Closed-form solutions for a number of interesting fault modes (including
multiple and mixed fault scenarios) were derived for an arbitrary size
madaline, but these involved n-dimensional integrals, where n is the
number of inputs to a neuron, which were quite complicated.  Monte Carlo
simulations were used to evaluate the probabilities of failure.

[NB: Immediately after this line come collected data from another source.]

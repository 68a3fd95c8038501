//! Logging configuration and setup.

use serde::{Deserialize, Serialize};
use std::path::PathBuf;
use tracing_appender::rolling::{RollingFileAppender, Rotation};
use tracing_subscriber::{
    EnvFilter, Layer, Registry,
    fmt::{self, MakeWriter},
    layer::SubscriberExt,
    util::SubscriberInitExt,
};

use crate::error::{TelemetryError, TelemetryResult};

/// Target that permission diagnostics (cycles, depth overflows) log to.
pub const DIAGNOSTICS_DIRECTIVE_TARGET: &str = "sentinel::diagnostics";

type BoxedLayer = Box<dyn Layer<Registry> + Send + Sync + 'static>;

/// File rotation strategy.
#[derive(Debug, Clone, Copy, Default, PartialEq, Eq, Serialize, Deserialize)]
#[serde(rename_all = "lowercase")]
pub enum FileRotation {
    /// Rotate daily.
    #[default]
    Daily,
    /// Rotate hourly.
    Hourly,
    /// Never rotate.
    Never,
}

impl From<FileRotation> for Rotation {
    fn from(rotation: FileRotation) -> Self {
        match rotation {
            FileRotation::Daily => Rotation::DAILY,
            FileRotation::Hourly => Rotation::HOURLY,
            FileRotation::Never => Rotation::NEVER,
        }
    }
}

impl std::str::FromStr for FileRotation {
    type Err = TelemetryError;

    fn from_str(s: &str) -> Result<Self, Self::Err> {
        match s.to_lowercase().as_str() {
            "daily" => Ok(Self::Daily),
            "hourly" => Ok(Self::Hourly),
            "never" => Ok(Self::Never),
            other => Err(TelemetryError::ConfigError(format!(
                "unknown file rotation '{other}'"
            ))),
        }
    }
}

/// Log format options.
#[derive(Debug, Clone, Copy, Default, PartialEq, Eq, Serialize, Deserialize)]
#[serde(rename_all = "lowercase")]
pub enum LogFormat {
    /// Human-readable multi-line format.
    Pretty,
    /// Compact single-line format (default).
    #[default]
    Compact,
    /// JSON format for structured logging.
    Json,
    /// Full single-line format with all fields.
    Full,
}

impl std::str::FromStr for LogFormat {
    type Err = TelemetryError;

    fn from_str(s: &str) -> Result<Self, Self::Err> {
        match s.to_lowercase().as_str() {
            "pretty" => Ok(Self::Pretty),
            "compact" => Ok(Self::Compact),
            "json" => Ok(Self::Json),
            "full" => Ok(Self::Full),
            other => Err(TelemetryError::ConfigError(format!(
                "unknown log format '{other}'"
            ))),
        }
    }
}

/// Log output target.
#[derive(Debug, Clone, Default, PartialEq, Eq, Serialize, Deserialize)]
#[serde(rename_all = "lowercase")]
pub enum LogTarget {
    /// Log to stdout.
    Stdout,
    /// Log to stderr. Keeps stdout free for command output.
    #[default]
    Stderr,
    /// Log to rotating files in this directory.
    File(PathBuf),
}

/// File logging configuration.
#[derive(Debug, Clone, PartialEq, Eq, Serialize, Deserialize)]
pub struct FileLogConfig {
    /// File name prefix (e.g., "sentinel" produces "sentinel.2026-01-15").
    #[serde(default = "default_file_prefix")]
    pub prefix: String,
    /// Rotation strategy.
    #[serde(default)]
    pub rotation: FileRotation,
}

fn default_file_prefix() -> String {
    "sentinel".to_string()
}

impl Default for FileLogConfig {
    fn default() -> Self {
        Self {
            prefix: default_file_prefix(),
            rotation: FileRotation::default(),
        }
    }
}

/// Logging configuration.
#[derive(Debug, Clone, PartialEq, Eq, Serialize, Deserialize)]
#[allow(clippy::struct_excessive_bools)]
pub struct LogConfig {
    /// Log level filter (e.g., "info", "debug", "trace").
    #[serde(default = "default_level")]
    pub level: String,
    /// Log format.
    #[serde(default)]
    pub format: LogFormat,
    /// Log target.
    #[serde(default)]
    pub target: LogTarget,
    /// File logging configuration (used when target is File).
    #[serde(default)]
    pub file: FileLogConfig,
    /// Whether to include timestamps.
    #[serde(default = "default_true")]
    pub timestamps: bool,
    /// Whether to include file/line info.
    #[serde(default)]
    pub file_info: bool,
    /// Whether to include thread IDs.
    #[serde(default)]
    pub thread_ids: bool,
    /// Whether to use ANSI colors.
    #[serde(default = "default_true")]
    pub ansi: bool,
    /// Whether inheritance diagnostics are emitted regardless of `level`.
    #[serde(default = "default_true")]
    pub diagnostics: bool,
    /// Directive overrides (e.g., `sentinel_permissions=debug`).
    #[serde(default)]
    pub directives: Vec<String>,
}

fn default_level() -> String {
    "warn".to_string()
}

fn default_true() -> bool {
    true
}

impl Default for LogConfig {
    fn default() -> Self {
        Self {
            level: default_level(),
            format: LogFormat::default(),
            target: LogTarget::default(),
            file: FileLogConfig::default(),
            timestamps: true,
            file_info: false,
            thread_ids: false,
            ansi: true,
            diagnostics: true,
            directives: Vec::new(),
        }
    }
}

impl LogConfig {
    /// Create a new log config with the specified level.
    #[must_use]
    pub fn new(level: impl Into<String>) -> Self {
        Self {
            level: level.into(),
            ..Default::default()
        }
    }

    /// Map a `-v` count to a level: none is `warn`, then `info`, `debug`
    /// and `trace`.
    #[must_use]
    pub fn from_verbosity(verbose: u8) -> Self {
        let level = match verbose {
            0 => "warn",
            1 => "info",
            2 => "debug",
            _ => "trace",
        };
        Self::new(level)
    }

    /// Set the log level.
    #[must_use]
    pub fn with_level(mut self, level: impl Into<String>) -> Self {
        self.level = level.into();
        self
    }

    /// Set the log format.
    #[must_use]
    pub fn with_format(mut self, format: LogFormat) -> Self {
        self.format = format;
        self
    }

    /// Set the log target.
    #[must_use]
    pub fn with_target(mut self, target: LogTarget) -> Self {
        self.target = target;
        self
    }

    /// Log to rotating files under `directory`.
    #[must_use]
    pub fn with_file_logging(
        mut self,
        directory: impl Into<PathBuf>,
        prefix: impl Into<String>,
        rotation: FileRotation,
    ) -> Self {
        self.target = LogTarget::File(directory.into());
        self.file.prefix = prefix.into();
        self.file.rotation = rotation;
        // Disable ANSI colors for file output
        self.ansi = false;
        self
    }

    /// Add a directive override.
    #[must_use]
    pub fn with_directive(mut self, directive: impl Into<String>) -> Self {
        self.directives.push(directive.into());
        self
    }

    /// Add several directive overrides.
    #[must_use]
    pub fn with_directives<I, S>(mut self, directives: I) -> Self
    where
        I: IntoIterator<Item = S>,
        S: Into<String>,
    {
        self.directives.extend(directives.into_iter().map(Into::into));
        self
    }

    /// Silence inheritance diagnostics.
    #[must_use]
    pub fn without_diagnostics(mut self) -> Self {
        self.diagnostics = false;
        self
    }

    /// Disable timestamps.
    #[must_use]
    pub fn without_timestamps(mut self) -> Self {
        self.timestamps = false;
        self
    }

    /// Enable file/line info.
    #[must_use]
    pub fn with_file_info(mut self) -> Self {
        self.file_info = true;
        self
    }

    /// Disable ANSI colors.
    #[must_use]
    pub fn without_ansi(mut self) -> Self {
        self.ansi = false;
        self
    }

    /// Build the env filter from config.
    ///
    /// Diagnostics are pinned to `error` (or `off`) before user directives,
    /// so a directive naming the target still wins.
    fn build_filter(&self) -> TelemetryResult<EnvFilter> {
        let mut filter = EnvFilter::try_new(&self.level)
            .map_err(|e| TelemetryError::ConfigError(e.to_string()))?;

        let diagnostics = if self.diagnostics { "error" } else { "off" };
        let pinned = format!("{DIAGNOSTICS_DIRECTIVE_TARGET}={diagnostics}");

        let directives =
            std::iter::once(pinned.as_str()).chain(self.directives.iter().map(String::as_str));
        for directive in directives {
            filter = filter.add_directive(directive.parse().map_err(
                |e: tracing_subscriber::filter::ParseError| {
                    TelemetryError::ConfigError(format!("directive '{directive}': {e}"))
                },
            )?);
        }

        Ok(filter)
    }

    fn fmt_layer<W>(&self, writer: W) -> BoxedLayer
    where
        W: for<'a> MakeWriter<'a> + Send + Sync + 'static,
    {
        let base = fmt::layer()
            .with_writer(writer)
            .with_ansi(self.ansi)
            .with_file(self.file_info)
            .with_line_number(self.file_info)
            .with_thread_ids(self.thread_ids);

        match (self.format, self.timestamps) {
            (LogFormat::Json, true) => base.json().boxed(),
            (LogFormat::Json, false) => base.json().without_time().boxed(),
            (LogFormat::Pretty, true) => base.pretty().boxed(),
            (LogFormat::Pretty, false) => base.pretty().without_time().boxed(),
            (LogFormat::Compact, true) => base.compact().boxed(),
            (LogFormat::Compact, false) => base.compact().without_time().boxed(),
            (LogFormat::Full, true) => base.boxed(),
            (LogFormat::Full, false) => base.without_time().boxed(),
        }
    }
}

/// Set up logging with the given configuration.
///
/// # Errors
///
/// Returns an error if the configuration is invalid, the log directory
/// cannot be created, or a global subscriber is already installed.
pub fn setup_logging(config: &LogConfig) -> TelemetryResult<()> {
    let filter = config.build_filter()?;

    let layer = match &config.target {
        LogTarget::Stdout => config.fmt_layer(std::io::stdout),
        LogTarget::Stderr => config.fmt_layer(std::io::stderr),
        LogTarget::File(dir) => {
            std::fs::create_dir_all(dir).map_err(|e| {
                TelemetryError::ConfigError(format!("failed to create log directory: {e}"))
            })?;
            let appender =
                RollingFileAppender::new(config.file.rotation.into(), dir, &config.file.prefix);
            config.fmt_layer(appender)
        },
    };

    tracing_subscriber::registry()
        .with(layer.with_filter(filter))
        .try_init()
        .map_err(|e| TelemetryError::InitError(e.to_string()))
}

/// Set up default logging (warn level, stderr, compact format).
///
/// # Errors
///
/// Returns an error if logging cannot be initialized.
pub fn setup_default_logging() -> TelemetryResult<()> {
    setup_logging(&LogConfig::default())
}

The results indicate that errors propagate extensively in a
fully-connected network.  This means that faults that occur in early
layers are likely to cause misclassification if the Hamming distance of
the output encoding is small.  This is due to the binary nature of neuron
threshold function which is not forgiving of small input errors near the
threshold value.  Also, some assumptions were made in the thesis in order
to keep the model general (for example, the uniform distribution of an
n-dim weight vector in n-dim space), which may differ significantly for
particular instantiations.

A sparsely-connected madaline was shown to limit the propagation of
errors and thereby reduce the probability of network failure.  Of course,
this resiliency is obtained at the expense of network capacity (fewer
weights), so a larger sparse network would be required to achieve the
capacity of a fully-connected network.  After all, that's what
fault-tolerance is all about: using redundancy (more neurons) to increase
reliability.

Apart from the specific results, the basic failure model developed in the
thesis is a tool which can be used to quantitatively evaluate the
reliability of madaline networks.  Extension of the model to networks of
sigmoidal neurons has now begun.

A summary paper for publication is in preparation.  If you would like a
preprint of the paper (when complete) or the thesis (with all the gory
details, available now) send me a surface mail address.

Mark Dzwonczyk
Fault-Tolerant Systems Division
The Charles Stark Draper Laboratory

surface mail: 555 Technology Square, MS 6F
              Cambridge, MA 02139
email: mdz@draper.com


REFERENCES:

1.  Dzwonczyk, M., "Quantitative Failure Models of Feed-Forward Neural
Networks," Master of Science Thesis, MIT, February 1991.  Also available
as a C. S. Draper Laboratory technical report, CSDL-T-1068.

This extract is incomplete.